In my opinion, it is much more beneficial learning a high level language than a specific architecture assembler. But I fancied learning some ARM assembler just for fun since I know some 386 assembler. The idea is not to become a master but understand some of the details of what happens underneath.

Introducing ARM

You will see that my explanations do not aim at being very thorough when describing the architecture. I will try to be pragmatic.

ARM is a 32-bit architecture that has a simple goal in mind: flexibility. While this is great for integrators (as they have a lot of freedom when designing their hardware) it is not so good for system developers which have to cope with the differences in the ARM hardware. So in this text I will assume that everything is done on a Raspberry Pi Model B running Raspbian (the one with 2 USB ports and 512 MB of RAM).

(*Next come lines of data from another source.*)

use clap::{Args, Subcommand};

use super::CliError;

mod migrate;

#[derive(Debug, Args)]
pub(crate) struct DbCommand {
    #[command(subcommand)]
    command: DbSubcommand,
}

#[derive(Debug, Subcommand)]
enum DbSubcommand {
    /// Apply pending migrations
    Migrate(migrate::MigrateArgs),
}

pub(crate) async fn run(command: DbCommand) -> Result<(), CliError> {
    match command.command {
        DbSubcommand::Migrate(args) => migrate::run(args).await,
    }
}
//! Filesystem asset store

use std::{
    io::ErrorKind,
    path::{Component, Path, PathBuf},
};

use async_trait::async_trait;
use sanctum::assets::{AssetError, AssetHandle, AssetStore};
use tokio::fs;
use tracing::debug;
use uuid::Uuid;

/// Stores uploads as flat files under a root directory.
///
/// Handles are paths relative to the root, so the directory can move without
/// rewriting stored records.
#[derive(Debug, Clone)]
pub struct FsAssetStore {
    root: PathBuf,
}

impl FsAssetStore {
    #[must_use]
    pub fn new(root: impl Into<PathBuf>) -> Self {
        Self { root: root.into() }
    }

    #[must_use]
    pub fn root(&self) -> &Path {
        &self.root
    }

    fn resolve(&self, handle: &AssetHandle) -> Result<PathBuf, AssetError> {
        let relative = Path::new(handle.as_str());

        let contained = !handle.as_str().is_empty()
            && relative
                .components()
                .all(|component| matches!(component, Component::Normal(_)));

        if !contained {
            return Err(AssetError::InvalidHandle(handle.to_string()));
        }

        Ok(self.root.join(relative))
    }
}

#[async_trait]
impl AssetStore for FsAssetStore {
    async fn store(&self, bytes: Vec<u8>, extension: &str) -> Result<AssetHandle, AssetError> {
        if extension.is_empty() || !extension.chars().all(|c| c.is_ascii_alphanumeric()) {
            return Err(AssetError::InvalidHandle(format!("*.{extension}")));
        }

        let handle = AssetHandle::new(format!("{}.{extension}", Uuid::now_v7().simple()));

        fs::create_dir_all(&self.root).await?;
        fs::write(self.root.join(handle.as_str()), bytes).await?;

        debug!(%handle, "stored asset");

        Ok(handle)
    }

    async fn delete(&self, handle: &AssetHandle) -> Result<(), AssetError> {
        let path = self.resolve(handle)?;

        match fs::remove_file(&path).await {
            Ok(()) => {
                debug!(%handle, "deleted asset");
                Ok(())
            }
            Err(error) if error.kind() == ErrorKind::NotFound => Ok(()),
            Err(error) => Err(AssetError::Io(error)),
        }
    }
}

#[cfg(test)]
mod tests {
    use testresult::TestResult;

    use super::*;

    #[tokio::test]
    async fn stores_and_deletes_files_under_root() -> TestResult {
        let dir = tempfile::tempdir()?;
        let store = FsAssetStore::new(dir.path().join("uploads"));

        let handle = store.store(b"om".to_vec(), "jpg").await?;
        let path = store.root().join(handle.as_str());

        assert!(handle.as_str().ends_with(".jpg"));
        assert_eq!(fs::read(&path).await?, b"om");

        store.delete(&handle).await?;

        assert!(!path.exists(), "file survived delete");

        Ok(())
    }

    #[tokio::test]
    async fn deleting_a_missing_file_succeeds() -> TestResult {
        let dir = tempfile::tempdir()?;
        let store = FsAssetStore::new(dir.path());

        store.delete(&AssetHandle::new("gone.png")).await?;

        Ok(())
    }

    #[tokio::test]
    async fn handles_outside_the_root_are_rejected() -> TestResult {
        let dir = tempfile::tempdir()?;
        let store = FsAssetStore::new(dir.path().join("uploads"));

        for handle in ["../secret.txt", "/etc/passwd", "a/../../b.png", ""] {
            let result = store.delete(&AssetHandle::new(handle)).await;

            assert!(
                matches!(result, Err(AssetError::InvalidHandle(_))),
                "{handle:?} was accepted: {result:?}"
            );
        }

        Ok(())
    }

    #[tokio::test]
    async fn extensions_must_be_plain() -> TestResult {
        let dir = tempfile::tempdir()?;
        let store = FsAssetStore::new(dir.path());

        let result = store.store(b"x".to_vec(), "png/../../x").await;

        assert!(matches!(result, Err(AssetError::InvalidHandle(_))));

        Ok(())
    }
}
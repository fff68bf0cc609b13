//! Booking and payment coordination

use std::{
    fmt::{Debug, Formatter, Result as FmtResult},
    sync::Arc,
    time::Duration,
};

use serde::{Deserialize, Serialize};
use tracing::{info, instrument, warn};

use crate::{
    booking::{
        Booking, BookerDetails, BookingError, BookingState, BookingStore, GatewayError,
        GatewayOrder, ItemAvailability, ItemCatalog, ItemRef, MAX_AMOUNT, PaymentGateway,
        PaymentState, PaymentUpdate, signatures_match,
    },
    clock::Clock,
    ids::{BookingUuid, RecordUuid},
    kinds::{ItemKind, UnknownKind},
    lifecycle::{EntityLifecycleManager, Lifecycle, LifecycleStore, WriteError},
};

/// Checkout settings shared by every booking.
#[derive(Debug, Clone, PartialEq, Eq)]
pub struct CheckoutSettings {
    /// ISO 4217 code sent to the gateway.
    pub currency: String,
    pub gateway_timeout: Duration,
}

impl Default for CheckoutSettings {
    fn default() -> Self {
        Self {
            currency: "INR".to_string(),
            gateway_timeout: Duration::from_secs(10),
        }
    }
}

/// Input to [`BookingPaymentCoordinator::create_booking`].
#[derive(Debug, Clone, PartialEq, Eq, Serialize, Deserialize)]
pub struct BookingRequest {
    /// Kind slug as sent by the client, e.g. `puja`.
    pub item_kind: String,
    pub item_uuid: RecordUuid,
    pub amount: u64,
    pub booker: BookerDetails,
}

/// A persisted pending booking and the order the client pays against.
#[derive(Debug, Clone, PartialEq)]
pub struct CreatedBooking {
    pub booking: Booking,
    pub order: GatewayOrder,
}

#[derive(Debug, Clone, PartialEq)]
pub enum PaymentVerification {
    /// This call settled the payment.
    Confirmed(Booking),

    /// The payment had already been settled by an earlier (or concurrent) call.
    AlreadyVerified(Booking),
}

impl PaymentVerification {
    #[must_use]
    pub fn booking(&self) -> &Booking {
        match self {
            Self::Confirmed(booking) | Self::AlreadyVerified(booking) => booking,
        }
    }

    #[must_use]
    pub fn into_booking(self) -> Booking {
        match self {
            Self::Confirmed(booking) | Self::AlreadyVerified(booking) => booking,
        }
    }
}

/// Creates bookings against a payment gateway and settles them on verified payments.
///
/// Trash, restore and purge of bookings go through [`Self::lifecycle`].
pub struct BookingPaymentCoordinator<B> {
    lifecycle: EntityLifecycleManager<B>,
    items: ItemCatalog,
    gateway: Arc<dyn PaymentGateway>,
    settings: CheckoutSettings,
}

impl<B: BookingStore> Debug for BookingPaymentCoordinator<B> {
    fn fmt(&self, f: &mut Formatter<'_>) -> FmtResult {
        f.debug_struct("BookingPaymentCoordinator")
            .field("lifecycle", &self.lifecycle)
            .field("settings", &self.settings)
            .finish_non_exhaustive()
    }
}

impl<B: BookingStore> BookingPaymentCoordinator<B> {
    #[must_use]
    pub fn new(
        lifecycle: EntityLifecycleManager<B>,
        items: ItemCatalog,
        gateway: Arc<dyn PaymentGateway>,
        settings: CheckoutSettings,
    ) -> Self {
        Self {
            lifecycle,
            items,
            gateway,
            settings,
        }
    }

    #[must_use]
    pub fn lifecycle(&self) -> &EntityLifecycleManager<B> {
        &self.lifecycle
    }

    #[must_use]
    pub fn settings(&self) -> &CheckoutSettings {
        &self.settings
    }

    /// Validate the item, open a gateway order and persist a pending booking.
    ///
    /// Nothing is persisted unless the gateway returns an order.
    ///
    /// # Errors
    ///
    /// - `InvalidItemKind` for kinds that cannot be booked.
    /// - `InvalidAmount` for a zero amount or one above [`MAX_AMOUNT`].
    /// - `ItemNotFound` if the item is missing or in the trash.
    /// - `GatewayTimeout` / `Gateway` if the order could not be created.
    #[instrument(
        skip(self, request),
        fields(item_kind = %request.item_kind, item = %request.item_uuid, amount = request.amount)
    )]
    pub async fn create_booking(
        &self,
        request: BookingRequest,
    ) -> Result<CreatedBooking, BookingError> {
        let kind = request
            .item_kind
            .parse::<ItemKind>()
            .map_err(|UnknownKind(kind)| BookingError::InvalidItemKind(kind))?;

        if request.amount == 0 || request.amount > MAX_AMOUNT {
            return Err(BookingError::InvalidAmount);
        }

        let item = ItemRef {
            kind,
            uuid: request.item_uuid,
        };

        match self.items.availability(item).await? {
            ItemAvailability::Active => {}
            ItemAvailability::Missing | ItemAvailability::Trashed => {
                return Err(BookingError::ItemNotFound);
            }
        }

        let uuid = BookingUuid::new();
        let order = self.create_order(request.amount, &receipt_for(uuid)).await?;
        let now = self.lifecycle.clock().now();

        let booking = Booking {
            uuid,
            item,
            amount: request.amount,
            currency: order.currency.clone(),
            booker: request.booker,
            payment_state: PaymentState::Pending,
            booking_state: BookingState::Pending,
            gateway_order_id: order.order_id.clone(),
            gateway_payment_id: None,
            lifecycle: Lifecycle::Active,
            created_at: now,
            updated_at: now,
        };

        self.lifecycle.store().insert(&booking).await?;

        info!(booking = %uuid, order_id = %order.order_id, "booking created");

        Ok(CreatedBooking { booking, order })
    }

    async fn create_order(&self, amount: u64, receipt: &str) -> Result<GatewayOrder, BookingError> {
        let timeout = self.settings.gateway_timeout;
        let call = self
            .gateway
            .create_order(amount, &self.settings.currency, receipt, timeout);

        let order = match tokio::time::timeout(timeout, call).await {
            Ok(Ok(order)) => order,
            Ok(Err(error)) => {
                warn!(%error, "gateway order creation failed");
                return Err(error.into());
            }
            Err(_elapsed) => {
                warn!(?timeout, "gateway order creation timed out");
                return Err(BookingError::GatewayTimeout);
            }
        };

        if order.amount != amount {
            warn!(
                requested = amount,
                returned = order.amount,
                "gateway returned an order for a different amount"
            );

            return Err(BookingError::Gateway(GatewayError::InvalidResponse(
                "order amount differs from the requested amount".to_string(),
            )));
        }

        Ok(order)
    }

    /// Settle a payment reported by the client.
    ///
    /// The signature is checked before any state is read for writing. Repeating a
    /// successful verification returns [`PaymentVerification::AlreadyVerified`].
    ///
    /// # Errors
    ///
    /// - `NotFound` if the booking does not exist.
    /// - `InvalidSignature` if the signature does not match; the booking is unchanged.
    /// - `ConcurrentModification` if the payment was marked failed in the meantime.
    #[instrument(skip(self, signature), fields(booking = %uuid))]
    pub async fn verify_payment(
        &self,
        uuid: BookingUuid,
        payment_id: &str,
        signature: &str,
    ) -> Result<PaymentVerification, BookingError> {
        let store = self.lifecycle.store();
        let booking = store.find(uuid).await?.ok_or(BookingError::NotFound)?;

        let expected = self
            .gateway
            .expected_signature(&booking.gateway_order_id, payment_id);

        if !signatures_match(&expected, signature) {
            warn!(
                target: "sanctum::audit",
                booking = %uuid,
                order_id = %booking.gateway_order_id,
                payment_id,
                "payment signature mismatch"
            );

            return Err(BookingError::InvalidSignature);
        }

        if booking.payment_state == PaymentState::Paid {
            info!("payment already verified");
            audit_settled_payment(&booking, payment_id);
            return Ok(PaymentVerification::AlreadyVerified(booking));
        }

        let update = PaymentUpdate::Paid {
            payment_id: payment_id.to_string(),
        };

        match store.update_payment(uuid, PaymentState::Pending, update).await {
            Ok(confirmed) => {
                info!(payment_id, "payment verified, booking confirmed");
                Ok(PaymentVerification::Confirmed(confirmed))
            }
            Err(WriteError::Conflict {
                current: PaymentState::Paid,
            }) => {
                let settled = store.find(uuid).await?.ok_or(BookingError::NotFound)?;
                audit_settled_payment(&settled, payment_id);
                Ok(PaymentVerification::AlreadyVerified(settled))
            }
            Err(WriteError::Conflict { .. }) => Err(BookingError::ConcurrentModification),
            Err(WriteError::NotFound) => Err(BookingError::NotFound),
            Err(WriteError::Store(source)) => Err(source.into()),
        }
    }

    /// Record a failed payment attempt. The booking itself stays pending.
    ///
    /// # Errors
    ///
    /// `NotFound` if absent, `ConcurrentModification` unless the payment is pending.
    #[instrument(skip(self), fields(booking = %uuid))]
    pub async fn mark_payment_failed(&self, uuid: BookingUuid) -> Result<Booking, BookingError> {
        let result = self
            .lifecycle
            .store()
            .update_payment(uuid, PaymentState::Pending, PaymentUpdate::Failed)
            .await;

        match result {
            Ok(booking) => {
                info!("payment marked failed");
                Ok(booking)
            }
            Err(WriteError::NotFound) => Err(BookingError::NotFound),
            Err(WriteError::Conflict { .. }) => Err(BookingError::ConcurrentModification),
            Err(WriteError::Store(source)) => Err(source.into()),
        }
    }

    /// Cancel a booking that has not been confirmed.
    ///
    /// # Errors
    ///
    /// `NotFound` if absent, `ConcurrentModification` if it is no longer pending.
    #[instrument(skip(self), fields(booking = %uuid))]
    pub async fn cancel_booking(&self, uuid: BookingUuid) -> Result<Booking, BookingError> {
        match self.lifecycle.store().cancel(uuid).await {
            Ok(booking) => {
                info!("booking cancelled");
                Ok(booking)
            }
            Err(WriteError::NotFound) => Err(BookingError::NotFound),
            Err(WriteError::Conflict { .. }) => Err(BookingError::ConcurrentModification),
            Err(WriteError::Store(source)) => Err(source.into()),
        }
    }
}

/// A signed callback for a settled booking naming another payment may be a double charge.
fn audit_settled_payment(booking: &Booking, payment_id: &str) {
    if booking.gateway_payment_id.as_deref() != Some(payment_id) {
        warn!(
            target: "sanctum::audit",
            booking = %booking.uuid,
            order_id = %booking.gateway_order_id,
            settled_payment_id = booking.gateway_payment_id.as_deref(),
            payment_id,
            "signed payment differs from the settled one"
        );
    }
}

/// Receipt reference sent to the gateway for a booking.
#[must_use]
pub fn receipt_for(uuid: BookingUuid) -> String {
    format!("rcpt_{}", uuid.into_uuid().simple())
}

Some parts will be ARM-generic but others will be Raspberry Pi specific. I will not make a distinction. The ARM website has a lot of documentation. Use it!

Writing assembler

Assembler language is just a thin syntax layer on top of the binary code.

Binary code is what a computer can run. It is composed of instructions, that are encoded in a binary representation (such encodings are documented in the ARM manuals). You could write binary code encoding instructions but that would be painstaking (besides some other technicalities related to Linux itself that we can happily ignore now).

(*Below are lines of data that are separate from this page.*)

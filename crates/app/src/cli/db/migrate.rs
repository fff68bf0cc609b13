use clap::Args;
use sanctum_app::{context::AppInitError, database};
use tracing::info;

use crate::{cli::CliError, config::db::DatabaseConfig};

#[derive(Debug, Args)]
pub(crate) struct MigrateArgs {
    #[command(flatten)]
    database: DatabaseConfig,
}

pub(crate) async fn run(args: MigrateArgs) -> Result<(), CliError> {
    let pool = database::connect(&args.database.database_url, args.database.max_connections)
        .await
        .map_err(AppInitError::Database)?;

    database::migrate(&pool)
        .await
        .map_err(AppInitError::Migrate)?;

    info!("migrations applied");

    pool.close().await;

    Ok(())
}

So we will write assembler, ARM assembler. Since the computer cannot run assembler we have to get binary code from it. We use a tool called, well, assembler to assemble the assembler code into a binary code that we can run.

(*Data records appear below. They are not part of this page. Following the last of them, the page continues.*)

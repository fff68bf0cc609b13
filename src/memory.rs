//! In-memory adapters
//!
//! Single-process implementations of the store contracts. Each write holds the map lock
//! for the whole check-and-apply, which gives the same conditional-write semantics the
//! database adapters get from a guarded `UPDATE`/`DELETE`.

use std::sync::Arc;

use async_trait::async_trait;
use jiff::Timestamp;
use parking_lot::Mutex;
use rustc_hash::FxHashMap;
use uuid::Uuid;

use crate::{
    assets::{AssetError, AssetHandle, AssetStore},
    booking::{Booking, BookingState, BookingStore, PaymentState, PaymentUpdate},
    catalog::{AssetChange, CatalogRecord, CatalogStore, NewCatalogRecord, detached_assets},
    clock::Clock,
    ids::{BookingUuid, RecordUuid},
    kinds::EntityKind,
    lifecycle::{
        DeletePrecondition, Lifecycle, LifecycleState, LifecycleStore, StoreError, Trashable,
        WriteError,
    },
};

/// Entities of one kind, keyed by id.
#[derive(Debug)]
pub struct MemoryStore<E: Trashable> {
    kind: EntityKind,
    clock: Arc<dyn Clock>,
    entities: Mutex<FxHashMap<E::Id, E>>,
}

impl<E: Trashable> MemoryStore<E> {
    #[must_use]
    pub fn new(kind: EntityKind, clock: Arc<dyn Clock>) -> Self {
        Self {
            kind,
            clock,
            entities: Mutex::new(FxHashMap::default()),
        }
    }

    #[must_use]
    pub fn len(&self) -> usize {
        self.entities.lock().len()
    }

    #[must_use]
    pub fn is_empty(&self) -> bool {
        self.entities.lock().is_empty()
    }

    /// All entities, ordered by id.
    #[must_use]
    pub fn snapshot(&self) -> Vec<E> {
        let mut entities: Vec<E> = self.entities.lock().values().cloned().collect();

        entities.sort_by_key(Trashable::id);

        entities
    }

    fn insert_new(&self, entity: E) -> Result<(), StoreError> {
        let mut entities = self.entities.lock();

        if entities.contains_key(&entity.id()) {
            return Err(StoreError::AlreadyExists);
        }

        entities.insert(entity.id(), entity);

        Ok(())
    }

    fn now(&self) -> Timestamp {
        self.clock.now()
    }
}

#[async_trait]
impl<E: Trashable> LifecycleStore for MemoryStore<E> {
    type Entity = E;

    fn kind(&self) -> EntityKind {
        self.kind
    }

    async fn find(&self, id: E::Id) -> Result<Option<E>, StoreError> {
        Ok(self.entities.lock().get(&id).cloned())
    }

    async fn find_by_state(
        &self,
        state: LifecycleState,
        trashed_before: Option<Timestamp>,
    ) -> Result<Vec<E>, StoreError> {
        let mut matching: Vec<E> = self
            .entities
            .lock()
            .values()
            .filter(|entity| entity.lifecycle().state() == state)
            .filter(|entity| {
                trashed_before.is_none_or(|cutoff| {
                    entity
                        .lifecycle()
                        .trashed_at()
                        .is_some_and(|at| at <= cutoff)
                })
            })
            .cloned()
            .collect();

        matching.sort_by_key(Trashable::id);

        Ok(matching)
    }

    async fn transition(
        &self,
        id: E::Id,
        expected: LifecycleState,
        next: Lifecycle,
    ) -> Result<E, WriteError<LifecycleState>> {
        let now = self.now();
        let mut entities = self.entities.lock();
        let entity = entities.get_mut(&id).ok_or(WriteError::NotFound)?;

        let current = entity.lifecycle().state();

        if current != expected {
            return Err(WriteError::Conflict { current });
        }

        entity.set_lifecycle(next, now);

        Ok(entity.clone())
    }

    async fn delete(
        &self,
        id: E::Id,
        precondition: DeletePrecondition,
    ) -> Result<E, WriteError<LifecycleState>> {
        let mut entities = self.entities.lock();
        let lifecycle = entities
            .get(&id)
            .map(Trashable::lifecycle)
            .ok_or(WriteError::NotFound)?;

        if !precondition.admits(lifecycle) {
            return Err(WriteError::Conflict {
                current: lifecycle.state(),
            });
        }

        entities.remove(&id).ok_or(WriteError::NotFound)
    }
}

#[async_trait]
impl CatalogStore for MemoryStore<CatalogRecord> {
    async fn create(&self, record: NewCatalogRecord) -> Result<CatalogRecord, StoreError> {
        let now = self.now();

        let created = CatalogRecord {
            uuid: record.uuid,
            kind: self.kind,
            details: record.details,
            assets: record.assets,
            lifecycle: Lifecycle::Active,
            created_at: now,
            updated_at: now,
        };

        self.insert_new(created.clone())?;

        Ok(created)
    }

    async fn replace_assets(
        &self,
        uuid: RecordUuid,
        assets: Vec<AssetHandle>,
    ) -> Result<AssetChange, WriteError<LifecycleState>> {
        let now = self.now();
        let mut entities = self.entities.lock();
        let record = entities.get_mut(&uuid).ok_or(WriteError::NotFound)?;

        if !record.lifecycle.is_active() {
            return Err(WriteError::Conflict {
                current: record.lifecycle.state(),
            });
        }

        let detached = detached_assets(&record.assets, &assets);

        record.assets = assets;
        record.updated_at = now;

        Ok(AssetChange {
            record: record.clone(),
            detached,
        })
    }
}

#[async_trait]
impl BookingStore for MemoryStore<Booking> {
    async fn insert(&self, booking: &Booking) -> Result<(), StoreError> {
        self.insert_new(booking.clone())
    }

    async fn update_payment(
        &self,
        uuid: BookingUuid,
        expected: PaymentState,
        update: PaymentUpdate,
    ) -> Result<Booking, WriteError<PaymentState>> {
        let now = self.now();
        let mut entities = self.entities.lock();
        let booking = entities.get_mut(&uuid).ok_or(WriteError::NotFound)?;

        if booking.payment_state != expected {
            return Err(WriteError::Conflict {
                current: booking.payment_state,
            });
        }

        update.apply(booking, now);

        Ok(booking.clone())
    }

    async fn cancel(&self, uuid: BookingUuid) -> Result<Booking, WriteError<BookingState>> {
        let now = self.now();
        let mut entities = self.entities.lock();
        let booking = entities.get_mut(&uuid).ok_or(WriteError::NotFound)?;

        if booking.booking_state != BookingState::Pending {
            return Err(WriteError::Conflict {
                current: booking.booking_state,
            });
        }

        booking.booking_state = BookingState::Cancelled;
        booking.updated_at = now;

        Ok(booking.clone())
    }
}

/// Asset store that keeps bytes in memory and records every delete it receives.
#[derive(Debug, Default)]
pub struct MemoryAssetStore {
    files: Mutex<FxHashMap<AssetHandle, Vec<u8>>>,
    deletes: Mutex<Vec<AssetHandle>>,
}

impl MemoryAssetStore {
    #[must_use]
    pub fn new() -> Self {
        Self::default()
    }

    #[must_use]
    pub fn contains(&self, handle: &AssetHandle) -> bool {
        self.files.lock().contains_key(handle)
    }

    /// Every handle passed to `delete`, in call order.
    #[must_use]
    pub fn deleted(&self) -> Vec<AssetHandle> {
        self.deletes.lock().clone()
    }
}

#[async_trait]
impl AssetStore for MemoryAssetStore {
    async fn store(&self, bytes: Vec<u8>, extension: &str) -> Result<AssetHandle, AssetError> {
        let handle = AssetHandle::new(format!("{}.{extension}", Uuid::now_v7().simple()));

        self.files.lock().insert(handle.clone(), bytes);

        Ok(handle)
    }

    async fn delete(&self, handle: &AssetHandle) -> Result<(), AssetError> {
        self.files.lock().remove(handle);
        self.deletes.lock().push(handle.clone());

        Ok(())
    }
}

#[cfg(test)]
mod tests {
    use jiff::SignedDuration;
    use serde_json::json;
    use testresult::TestResult;

    use crate::clock::ManualClock;

    use super::*;

    fn store() -> (Arc<ManualClock>, MemoryStore<CatalogRecord>) {
        let clock = Arc::new(ManualClock::new(Timestamp::UNIX_EPOCH));
        let store = MemoryStore::new(EntityKind::Category, clock.clone());

        (clock, store)
    }

    #[tokio::test]
    async fn create_rejects_duplicate_uuid() -> TestResult {
        let (_, store) = store();
        let uuid = RecordUuid::new();
        let record = NewCatalogRecord {
            uuid,
            details: json!({ "name": "Navagraha" }),
            assets: vec![],
        };

        store.create(record.clone()).await?;
        let duplicate = store.create(record).await;

        assert!(
            matches!(duplicate, Err(StoreError::AlreadyExists)),
            "expected AlreadyExists, got {duplicate:?}"
        );

        Ok(())
    }

    #[tokio::test]
    async fn transition_checks_expected_state() -> TestResult {
        let (clock, store) = store();
        let record = store
            .create(NewCatalogRecord {
                uuid: RecordUuid::new(),
                details: json!({}),
                assets: vec![],
            })
            .await?;

        let result = store
            .transition(record.uuid, LifecycleState::Trashed, Lifecycle::Active)
            .await;

        assert!(
            matches!(
                result,
                Err(WriteError::Conflict {
                    current: LifecycleState::Active
                })
            ),
            "expected Conflict, got {result:?}"
        );

        clock.advance(SignedDuration::from_secs(10))?;
        let trashed = store
            .transition(
                record.uuid,
                LifecycleState::Active,
                Lifecycle::Trashed { at: clock.now() },
            )
            .await?;

        assert_eq!(trashed.updated_at, clock.now());
        assert_eq!(trashed.created_at, record.created_at);

        Ok(())
    }

    #[tokio::test]
    async fn find_by_state_filters_on_cutoff() -> TestResult {
        let (clock, store) = store();
        let mut uuids = Vec::new();

        for _ in 0..3 {
            let record = store
                .create(NewCatalogRecord {
                    uuid: RecordUuid::new(),
                    details: json!({}),
                    assets: vec![],
                })
                .await?;

            store
                .transition(
                    record.uuid,
                    LifecycleState::Active,
                    Lifecycle::Trashed { at: clock.now() },
                )
                .await?;

            uuids.push(record.uuid);
            clock.advance(SignedDuration::from_hours(1))?;
        }

        let cutoff = Timestamp::UNIX_EPOCH + SignedDuration::from_hours(1);
        let expired = store
            .find_by_state(LifecycleState::Trashed, Some(cutoff))
            .await?;
        let active = store.find_by_state(LifecycleState::Active, None).await?;

        assert_eq!(
            expired.iter().map(|r| r.uuid).collect::<Vec<_>>(),
            uuids.get(..2).ok_or("expected three records")?
        );
        assert!(active.is_empty());

        Ok(())
    }

    #[tokio::test]
    async fn replace_assets_preserves_order_and_reports_detached() -> TestResult {
        let (_, store) = store();
        let record = store
            .create(NewCatalogRecord {
                uuid: RecordUuid::new(),
                details: json!({}),
                assets: ["front.jpg", "back.jpg", "box.jpg"].map(AssetHandle::new).to_vec(),
            })
            .await?;

        let change = store
            .replace_assets(
                record.uuid,
                ["box.jpg", "new.jpg", "front.jpg"].map(AssetHandle::new).to_vec(),
            )
            .await?;

        assert_eq!(
            change.record.assets,
            ["box.jpg", "new.jpg", "front.jpg"].map(AssetHandle::new).to_vec()
        );
        assert_eq!(change.detached, vec![AssetHandle::new("back.jpg")]);

        Ok(())
    }

    #[tokio::test]
    async fn replace_assets_rejects_trashed_records() -> TestResult {
        let (clock, store) = store();
        let record = store
            .create(NewCatalogRecord {
                uuid: RecordUuid::new(),
                details: json!({}),
                assets: vec![AssetHandle::new("a.png")],
            })
            .await?;

        store
            .transition(
                record.uuid,
                LifecycleState::Active,
                Lifecycle::Trashed { at: clock.now() },
            )
            .await?;

        let result = store.replace_assets(record.uuid, vec![]).await;

        assert!(
            matches!(
                result,
                Err(WriteError::Conflict {
                    current: LifecycleState::Trashed
                })
            ),
            "expected Conflict, got {result:?}"
        );

        Ok(())
    }

    #[tokio::test]
    async fn asset_store_records_deletes_of_absent_files() -> TestResult {
        let assets = MemoryAssetStore::new();
        let handle = assets.store(b"jpeg".to_vec(), "jpg").await?;

        assert!(assets.contains(&handle));

        assets.delete(&handle).await?;
        assets.delete(&handle).await?;

        assert!(!assets.contains(&handle));
        assert_eq!(assets.deleted(), vec![handle.clone(), handle]);

        Ok(())
    }
}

The tool to do this is called as. In particular GNU Assembler, which is the assembler tool from the GNU project, sometimes it is also known as gas for this reason. This is the tool we will use to assemble our programs.

Just open an editor like vim, nano or emacs. Our assembler language files (called source files) will have a suffix .s. I have no idea why it is .s but this is the usual convention.

Our first program

We have to start with something, so we will start with a ridiculously simple program which does nothing but return an error code.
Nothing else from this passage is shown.